L’interesse per la realizzazione di molecole nello spazio è recente. Ma è molto cresciuto da quando Merck & Co. ha dimostrato, in uno studio del 2019, che potrebbe utilizzare la microgravità per ideare una formulazione migliorata del proprio antitumorale Keytruda, anticorpo monoclonale con un fatturato di oltre 20 miliardi di dollari all’anno. La produzione di farmaci in orbita potrebbe portare a versioni potenziate anche di quelli esistenti. Numerose le aziende investono nella ricerca spaziale: la startup LambdaVision Inc. sta sviluppando la prima retina artificiale al mondo a base di proteine per pazienti affetti da retinite pigmentosa, una causa genetica di cecità. Negli otto esperimenti inviati finora alla Stazione spaziale internazionale, la qualità della produzione è stata notevolmente migliorata. «Al di fuori dell’atmosfera si ottengono strati uniformi di proteine con meno materiale sprecato» ha dichiarato Nicole Wagner, amministratore delegato di LambdaVision nel 2023 «L’obiettivo è una produzione ottenuta nello spazio che verrebbe utilizzata qui sulla Terra». Un altro esperimento della Eli Lilly sulla stazione orbitale ha esaminato la crescita cristallina di farmaci commercializzati e sperimentali per il diabete, il dolore e le malattie cardiovascolari.

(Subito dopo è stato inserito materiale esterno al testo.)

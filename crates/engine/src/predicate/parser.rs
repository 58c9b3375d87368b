//! Parser for the textual predicate language.
//!
//! Grammar (keywords are case-insensitive):
//!
//! ```text
//! or       := and (("OR" | "||") and)*
//! and      := unary (("AND" | "&&") unary)*
//! unary    := ("NOT" | "!") unary | primary
//! primary  := "(" or ")" | "TRUEPREDICATE" | "FALSEPREDICATE"
//!           | identifier operator ["[c]"] literal
//! operator := "==" | "=" | "!=" | "<>" | "<" | "<=" | ">" | ">="
//!           | "BEGINSWITH" | "ENDSWITH" | "CONTAINS" | "LIKE"
//! literal  := 'string' | "string" | integer | true | false | nil | null
//! ```
//!
//! The parser produces an unresolved [`Condition`]; column names are only
//! checked when the condition is compiled against a schema.
//!
//! Nesting is capped at [`MAX_DEPTH`]: both parentheses/`NOT` levels and the
//! height of the resulting condition tree. Compiling and evaluating a
//! condition recurse over the tree, so the cap bounds their stack use too.

use grantview_core::{EngineError, Result, Value};

/// Deepest nesting a predicate may have.
pub const MAX_DEPTH: usize = 256;

/// A condition together with the height of its tree.
type Parsed = (Condition, usize);

/// Comparison operators of the predicate language.
#[derive(Clone, Copy, Debug, PartialEq, Eq)]
pub enum Operator {
    Eq,
    Ne,
    Lt,
    Le,
    Gt,
    Ge,
    BeginsWith,
    EndsWith,
    Contains,
    Like,
}

impl Operator {
    /// Returns true for the string-only operators.
    pub fn is_text(self) -> bool {
        matches!(
            self,
            Operator::BeginsWith | Operator::EndsWith | Operator::Contains | Operator::Like
        )
    }

    pub fn as_str(self) -> &'static str {
        match self {
            Operator::Eq => "==",
            Operator::Ne => "!=",
            Operator::Lt => "<",
            Operator::Le => "<=",
            Operator::Gt => ">",
            Operator::Ge => ">=",
            Operator::BeginsWith => "BEGINSWITH",
            Operator::EndsWith => "ENDSWITH",
            Operator::Contains => "CONTAINS",
            Operator::Like => "LIKE",
        }
    }
}

/// A parsed, not yet schema-checked predicate.
#[derive(Clone, Debug, PartialEq)]
pub enum Condition {
    /// TRUEPREDICATE / FALSEPREDICATE
    Const(bool),
    /// `column op literal`
    Compare {
        column: String,
        op: Operator,
        case_insensitive: bool,
        value: Value,
        /// Byte offset of the column name, for error reporting
        position: usize,
    },
    And(Box<Condition>, Box<Condition>),
    Or(Box<Condition>, Box<Condition>),
    Not(Box<Condition>),
}

/// Parses predicate text into a [`Condition`].
pub fn parse(input: &str) -> Result<Condition> {
    let mut parser = Parser::new(input);
    parser.skip_whitespace();
    if parser.at_end() {
        return Err(EngineError::parse("Expected a predicate", 0));
    }
    let (condition, _) = parser.parse_or()?;
    parser.skip_whitespace();
    if !parser.at_end() {
        return Err(EngineError::parse(
            format!("Unexpected input '{}'", parser.rest()),
            parser.pos,
        ));
    }
    Ok(condition)
}

/// Parser state.
struct Parser<'a> {
    input: &'a str,
    pos: usize,
    depth: usize,
}

impl<'a> Parser<'a> {
    fn new(input: &'a str) -> Self {
        Self {
            input,
            pos: 0,
            depth: 0,
        }
    }

    fn too_deep(&self) -> EngineError {
        EngineError::parse("Predicate nested too deeply", self.pos)
    }

    /// Runs `parse` one nesting level down.
    fn nested(&mut self, parse: impl FnOnce(&mut Self) -> Result<Parsed>) -> Result<Parsed> {
        if self.depth >= MAX_DEPTH {
            return Err(self.too_deep());
        }
        self.depth += 1;
        let parsed = parse(self);
        self.depth -= 1;
        parsed
    }

    /// Joins two operands, rejecting trees taller than [`MAX_DEPTH`].
    fn join(
        &self,
        (left, left_height): Parsed,
        (right, right_height): Parsed,
        combine: fn(Box<Condition>, Box<Condition>) -> Condition,
    ) -> Result<Parsed> {
        let height = left_height.max(right_height) + 1;
        if height > MAX_DEPTH {
            return Err(self.too_deep());
        }
        Ok((combine(Box::new(left), Box::new(right)), height))
    }

    fn rest(&self) -> &'a str {
        &self.input[self.pos..]
    }

    fn at_end(&self) -> bool {
        self.pos >= self.input.len()
    }

    fn peek(&self) -> Option<char> {
        self.rest().chars().next()
    }

    fn advance(&mut self) {
        if let Some(c) = self.peek() {
            self.pos += c.len_utf8();
        }
    }

    fn skip_whitespace(&mut self) {
        while let Some(c) = self.peek() {
            if c.is_whitespace() {
                self.advance();
            } else {
                break;
            }
        }
    }

    fn expect(&mut self, expected: char) -> Result<()> {
        self.skip_whitespace();
        match self.peek() {
            Some(c) if c == expected => {
                self.advance();
                Ok(())
            }
            Some(c) => Err(EngineError::parse(
                format!("Expected '{}', found '{}'", expected, c),
                self.pos,
            )),
            None => Err(EngineError::parse(
                format!("Expected '{}', found end of input", expected),
                self.pos,
            )),
        }
    }

    /// Consumes `symbol` if the input continues with it.
    fn eat_symbol(&mut self, symbol: &str) -> bool {
        self.skip_whitespace();
        if self.rest().starts_with(symbol) {
            self.pos += symbol.len();
            true
        } else {
            false
        }
    }

    /// Consumes `keyword` (ignoring case) if it appears as a whole word.
    fn eat_keyword(&mut self, keyword: &str) -> bool {
        self.skip_whitespace();
        let end = self.pos + keyword.len();
        let matches = self
            .input
            .get(self.pos..end)
            .map_or(false, |word| word.eq_ignore_ascii_case(keyword));
        if !matches {
            return false;
        }
        let boundary = self.input[end..]
            .chars()
            .next()
            .map_or(true, |c| !is_identifier_char(c));
        if boundary {
            self.pos = end;
        }
        boundary
    }

    fn parse_or(&mut self) -> Result<Parsed> {
        let mut left = self.parse_and()?;
        while self.eat_symbol("||") || self.eat_keyword("OR") {
            let right = self.parse_and()?;
            left = self.join(left, right, Condition::Or)?;
        }
        Ok(left)
    }

    fn parse_and(&mut self) -> Result<Parsed> {
        let mut left = self.parse_unary()?;
        while self.eat_symbol("&&") || self.eat_keyword("AND") {
            let right = self.parse_unary()?;
            left = self.join(left, right, Condition::And)?;
        }
        Ok(left)
    }

    fn parse_unary(&mut self) -> Result<Parsed> {
        let negated = if self.eat_keyword("NOT") {
            true
        } else {
            self.skip_whitespace();
            let bang = self.rest().starts_with('!') && !self.rest().starts_with("!=");
            if bang {
                self.advance();
            }
            bang
        };
        if !negated {
            return self.parse_primary();
        }
        let (inner, height) = self.nested(Self::parse_unary)?;
        if height >= MAX_DEPTH {
            return Err(self.too_deep());
        }
        Ok((Condition::Not(Box::new(inner)), height + 1))
    }

    fn parse_primary(&mut self) -> Result<Parsed> {
        if self.eat_symbol("(") {
            let inner = self.nested(Self::parse_or)?;
            self.expect(')')?;
            return Ok(inner);
        }
        if self.eat_keyword("TRUEPREDICATE") {
            return Ok((Condition::Const(true), 1));
        }
        if self.eat_keyword("FALSEPREDICATE") {
            return Ok((Condition::Const(false), 1));
        }

        let position = self.pos;
        let column = self.parse_identifier()?;
        let op = self.parse_operator()?;
        let case_insensitive = self.parse_modifier()?;
        let value = self.parse_literal()?;
        let condition = Condition::Compare {
            column,
            op,
            case_insensitive,
            value,
            position,
        };
        Ok((condition, 1))
    }

    fn parse_identifier(&mut self) -> Result<String> {
        self.skip_whitespace();
        let start = self.pos;
        match self.peek() {
            Some(c) if c.is_alphabetic() || c == '_' => self.advance(),
            Some(c) => {
                return Err(EngineError::parse(
                    format!("Expected a column name, found '{}'", c),
                    start,
                ))
            }
            None => {
                return Err(EngineError::parse(
                    "Expected a column name, found end of input",
                    start,
                ))
            }
        }
        while let Some(c) = self.peek() {
            if is_identifier_char(c) {
                self.advance();
            } else {
                break;
            }
        }
        Ok(self.input[start..self.pos].to_string())
    }

    fn parse_operator(&mut self) -> Result<Operator> {
        // Longest symbols first so "<=" is not read as "<".
        const SYMBOLS: [(&str, Operator); 8] = [
            ("==", Operator::Eq),
            ("!=", Operator::Ne),
            ("<>", Operator::Ne),
            ("<=", Operator::Le),
            (">=", Operator::Ge),
            ("=", Operator::Eq),
            ("<", Operator::Lt),
            (">", Operator::Gt),
        ];
        const KEYWORDS: [(&str, Operator); 4] = [
            ("BEGINSWITH", Operator::BeginsWith),
            ("ENDSWITH", Operator::EndsWith),
            ("CONTAINS", Operator::Contains),
            ("LIKE", Operator::Like),
        ];

        for (symbol, op) in SYMBOLS {
            if self.eat_symbol(symbol) {
                return Ok(op);
            }
        }
        for (keyword, op) in KEYWORDS {
            if self.eat_keyword(keyword) {
                return Ok(op);
            }
        }
        Err(EngineError::parse("Expected a comparison operator", self.pos))
    }

    /// Parses an optional `[c]` case-insensitivity modifier.
    fn parse_modifier(&mut self) -> Result<bool> {
        if !self.eat_symbol("[") {
            return Ok(false);
        }
        self.skip_whitespace();
        match self.peek() {
            Some('c') | Some('C') => self.advance(),
            _ => return Err(EngineError::parse("Unknown operator modifier", self.pos)),
        }
        self.expect(']')?;
        Ok(true)
    }

    fn parse_literal(&mut self) -> Result<Value> {
        self.skip_whitespace();
        match self.peek() {
            Some(quote @ ('\'' | '"')) => self.parse_string_literal(quote).map(Value::String),
            Some(c) if c.is_ascii_digit() || c == '-' => self.parse_integer(),
            Some(_) => {
                if self.eat_keyword("true") {
                    Ok(Value::Boolean(true))
                } else if self.eat_keyword("false") {
                    Ok(Value::Boolean(false))
                } else if self.eat_keyword("nil") || self.eat_keyword("null") {
                    Ok(Value::Null)
                } else {
                    Err(EngineError::parse("Expected a literal value", self.pos))
                }
            }
            None => Err(EngineError::parse(
                "Expected a literal value, found end of input",
                self.pos,
            )),
        }
    }

    fn parse_integer(&mut self) -> Result<Value> {
        let start = self.pos;
        if self.peek() == Some('-') {
            self.advance();
        }
        while let Some(c) = self.peek() {
            if c.is_ascii_digit() {
                self.advance();
            } else {
                break;
            }
        }
        let text = &self.input[start..self.pos];
        text.parse::<i64>()
            .map(Value::Int64)
            .map_err(|_| EngineError::parse(format!("Invalid integer '{}'", text), start))
    }

    fn parse_string_literal(&mut self, quote: char) -> Result<String> {
        let start = self.pos;
        self.advance();
        let mut result = String::new();
        loop {
            match self.peek() {
                Some(c) if c == quote => {
                    self.advance();
                    return Ok(result);
                }
                Some('\\') => {
                    self.advance();
                    match self.peek() {
                        Some('n') => result.push('\n'),
                        Some('t') => result.push('\t'),
                        Some(c) => result.push(c),
                        None => break,
                    }
                    self.advance();
                }
                Some(c) => {
                    result.push(c);
                    self.advance();
                }
                None => break,
            }
        }
        Err(EngineError::parse("Unterminated string literal", start))
    }
}

fn is_identifier_char(c: char) -> bool {
    c.is_alphanumeric() || c == '_'
}
//! Compiled row predicates.
//!
//! Text is parsed into a [`Condition`] and then resolved against a table
//! schema into a [`Predicate`]: column names become column indices and
//! literals are coerced to the column's type, so evaluation never fails.

mod parser;

pub use parser::{parse, Condition, Operator, MAX_DEPTH};

use crate::handle::PredicateCompiler;
use core::cmp::Ordering;
use grantview_core::pattern_match;
use grantview_core::schema::Table;
use grantview_core::{DataType, EngineError, Result, Row, Value};

/// A predicate resolved against a schema, ready to evaluate.
#[derive(Clone, Debug, PartialEq)]
pub enum Predicate {
    Const(bool),
    Compare {
        column: usize,
        op: Operator,
        case_insensitive: bool,
        value: Value,
    },
    And(Box<Predicate>, Box<Predicate>),
    Or(Box<Predicate>, Box<Predicate>),
    Not(Box<Predicate>),
}

impl Predicate {
    /// Resolves a parsed condition against `schema`.
    pub fn resolve(condition: &Condition, schema: &Table) -> Result<Self> {
        match condition {
            Condition::Const(b) => Ok(Predicate::Const(*b)),
            Condition::Compare {
                column,
                op,
                case_insensitive,
                value,
                position,
            } => {
                let col = schema.require_column(column)?;
                let data_type = col.data_type();

                if (op.is_text() || *case_insensitive) && data_type != DataType::String {
                    return Err(EngineError::type_mismatch(DataType::String, data_type));
                }
                let value = if op.is_text() {
                    match value {
                        Value::String(_) => value.clone(),
                        Value::Null => {
                            return Err(EngineError::parse(
                                format!("{} needs a string pattern", op.as_str()),
                                *position,
                            ))
                        }
                        other => {
                            return Err(EngineError::type_mismatch(
                                DataType::String,
                                other.data_type().unwrap_or(data_type),
                            ))
                        }
                    }
                } else {
                    value.coerce_to(data_type).ok_or_else(|| {
                        EngineError::type_mismatch(
                            data_type,
                            value.data_type().unwrap_or(data_type),
                        )
                    })?
                };

                Ok(Predicate::Compare {
                    column: col.index(),
                    op: *op,
                    case_insensitive: *case_insensitive,
                    value,
                })
            }
            Condition::And(left, right) => Ok(Predicate::And(
                Box::new(Self::resolve(left, schema)?),
                Box::new(Self::resolve(right, schema)?),
            )),
            Condition::Or(left, right) => Ok(Predicate::Or(
                Box::new(Self::resolve(left, schema)?),
                Box::new(Self::resolve(right, schema)?),
            )),
            Condition::Not(inner) => Ok(Predicate::Not(Box::new(Self::resolve(inner, schema)?))),
        }
    }

    /// Evaluates the predicate against a row.
    pub fn eval(&self, row: &Row) -> bool {
        match self {
            Predicate::Const(b) => *b,
            Predicate::Compare {
                column,
                op,
                case_insensitive,
                value,
            } => {
                let cell = row.get(*column).unwrap_or(&Value::Null);
                compare(cell, *op, value, *case_insensitive)
            }
            Predicate::And(left, right) => left.eval(row) && right.eval(row),
            Predicate::Or(left, right) => left.eval(row) || right.eval(row),
            Predicate::Not(inner) => !inner.eval(row),
        }
    }
}

fn compare(cell: &Value, op: Operator, value: &Value, case_insensitive: bool) -> bool {
    if op.is_text() {
        let (Some(text), Some(pattern)) = (cell.as_str(), value.as_str()) else {
            return false;
        };
        return match op {
            Operator::BeginsWith => pattern_match::begins_with(text, pattern, case_insensitive),
            Operator::EndsWith => pattern_match::ends_with(text, pattern, case_insensitive),
            Operator::Contains => pattern_match::contains(text, pattern, case_insensitive),
            _ if case_insensitive => pattern_match::like_ci(text, pattern),
            _ => pattern_match::like(text, pattern),
        };
    }

    let ordering = match (cell, value) {
        (Value::String(a), Value::String(b)) => pattern_match::compare(a, b, case_insensitive),
        _ => cell.cmp(value),
    };
    match op {
        Operator::Eq => ordering == Ordering::Equal,
        Operator::Ne => ordering != Ordering::Equal,
        // nil is unordered
        _ if cell.is_null() || value.is_null() => false,
        Operator::Lt => ordering == Ordering::Less,
        Operator::Le => ordering != Ordering::Greater,
        Operator::Gt => ordering == Ordering::Greater,
        Operator::Ge => ordering != Ordering::Less,
        _ => false,
    }
}

/// The default [`PredicateCompiler`]: parses the predicate language and
/// resolves it against the target schema.
#[derive(Clone, Copy, Debug, Default)]
pub struct ExpressionCompiler;

impl PredicateCompiler for ExpressionCompiler {
    fn compile(&self, expression: &str, schema: &Table) -> Result<Predicate> {
        let condition = parse(expression)?;
        let predicate = Predicate::resolve(&condition, schema)?;
        tracing::trace!(table = schema.name(), expression, "compiled predicate");
        Ok(predicate)
    }
}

«Per ogni dollaro investito nello spazio, sulla Terra ne ritornano dai tre ai cinque grazie ai cosiddetti spin-off» conclude Di Leo. Nel suo libro Ritorno alla Luna (IBN) elenca le più importanti invenzioni messe a punto in missioni extraterrestri: «Senza i viaggi dello Sputnik, le missioni Apollo, gli Shuttle, lo Skylab, non disporremmo di celle solari, né di microchip e software per analisi strutturali. Non avremmo il joystick, progettato dalla Nasa per guidare il Lunar rover e oggi impiegato nelle attrezzature per i disabili, o le protesi artificiali, legate allo sviluppo della robotica spaziale. Mentre il termometro auricolare a raggi infrarossi per misurare la febbre fu ideato per monitorare la nascita delle stelle». Anche iconiche calzature sono state messe a punto nelle esplorazioni extraterrestri: «I doposci MoonBoot e le sneaker Nike Air non esisterebbero se, nel 1969, Neil Armstrong non avesse fatto sulla superficie lunare quel celebre “piccolo passo per l’uomo, ma un passo da gigante per tutta l’umanità”».